I won’t offer much opinion here about the state of contemporary Cuban art (I did that in this 2010 post, and my opinion hasn’t changed significantly since then). Here, it’s just my intention to provide a round-up of the three exhibits and offer a few quick thoughts about each.
Exhibit: “Waiting for the Idols to Fall”
Venue: The 8th Floor
Quick Thoughts: Of the three exhibits mentioned here, this was the one that I was most interested in seeing. It was also the one I found most disappointing. The proposito of the curators was to explore, in their words, “how Cuban artists represent ‘lo cubano’ without resorting to some variation on the same old icons.” And yet, almost all of the works in the show include the very icons that both characterize Cuban art and, in my opinion, contribute to its stagnation.
Still, if you’re not familiar with The 8th Floor, it’s a great place to contemplate Cuban art. The works exhibited here are drawn from the collections of the Rubins (yes, of the Rubin Museum), and are often interesting. The gallery has never been crowded when we’ve visited.
“Waiting for the Idols to Fall” was scheduled to close this week, but has been extended to May 15. Be sure to check The 8th Floor’s website on the day you want to visit; the gallery often closes (or closes early) for special events.
Exhibit: “No Limits”
Artist: Alexandre Arrechea
Venue: Park Avenue Malls
Quick Thoughts: A couple of well-respected curators and museum directors were effusive in their praise of the works in this series (as quoted in the Wall Street Journal), but in my own opinion, I don’t feel like Arrechea, one of the original members of the art collective Los Carpinteros, is really pushing his own limits artistically.
Exhibit: “Goodbye, My Love”
Artist: Esterio Segura
Venue: Anita’s Way (the passage between W. 42nd and W. 43rd Streets, between 6th Avenue and Broadway)

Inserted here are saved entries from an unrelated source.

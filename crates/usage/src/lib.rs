#![forbid(unsafe_code)]

mod app;
mod classifier;
mod error;
mod evaluation;
pub mod policy;
pub mod source;

pub use app::{AppStatus, TrackedApp};
pub use classifier::UsageClassifier;
pub use error::Error;
pub use evaluation::Evaluation;
pub use policy::{Thresholds, UsagePolicy};
pub use source::{
    ForegroundEvent, InstalledApp, StaticUsageSource, UsageSnapshot, UsageSource,
    current_foreground, last_foreground,
};

/// Milliseconds since the Unix epoch.
pub type Timestamp = u64;

/// Convert a duration to whole milliseconds, saturating on overflow.
pub fn millis(duration: std::time::Duration) -> u64 {
    u64::try_from(duration.as_millis()).unwrap_or(u64::MAX)
}
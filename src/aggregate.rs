use std::cmp::Reverse;

use ordered_float::NotNan;

use crate::models::Record;

/// How many countries the "top emitters" bar chart shows by default.
pub const TOP_EMITTER_LIMIT: usize = 10;

/// The largest emitters of the most recent year, biggest first.
#[derive(Debug, Clone, PartialEq)]
pub struct TopEmitters {
    /// `None` when there was no data to pick a year from.
    pub year: Option<i32>,
    pub limit: usize,
    pub records: Vec<Record>,
}

impl TopEmitters {
    pub fn len(&self) -> usize {
        self.records.len()
    }

    pub fn is_empty(&self) -> bool {
        self.records.is_empty()
    }
}

/// Most recent year in `records`.
pub fn latest_year(records: &[Record]) -> Option<i32> {
    records.iter().map(|record| record.year).max()
}

/// Pick the `limit` rows of the latest year with the highest total CO₂.
///
/// Rows without a finite total CO₂ figure are never ranked. Countries with equal
/// emissions keep their file order.
pub fn top_emitters(records: &[Record], limit: usize) -> TopEmitters {
    let year = latest_year(records);

    let mut candidates: Vec<(NotNan<f64>, &Record)> = records
        .iter()
        .filter(|record| Some(record.year) == year)
        .filter_map(|record| {
            let co2 = record.co2.filter(|co2| co2.is_finite())?;
            Some((NotNan::new(co2).ok()?, record))
        })
        .collect();

    // sort_by_key is stable, so ties stay in file order
    candidates.sort_by_key(|(co2, _)| Reverse(*co2));

    TopEmitters {
        year,
        limit,
        records: candidates
            .into_iter()
            .take(limit)
            .map(|(_, record)| record.clone())
            .collect(),
    }
}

Quick Thoughts: The symbolism of Esterio Segura’s installation is pretty simple and pretty obvious, but it’s also moving, especially for those of us who experience physical separation from our loved ones. What’s also interesting is that this exhibit involves a local restaurant, Aureole, which has created a special dessert and a special cocktail to reflect the themes of the exhibit.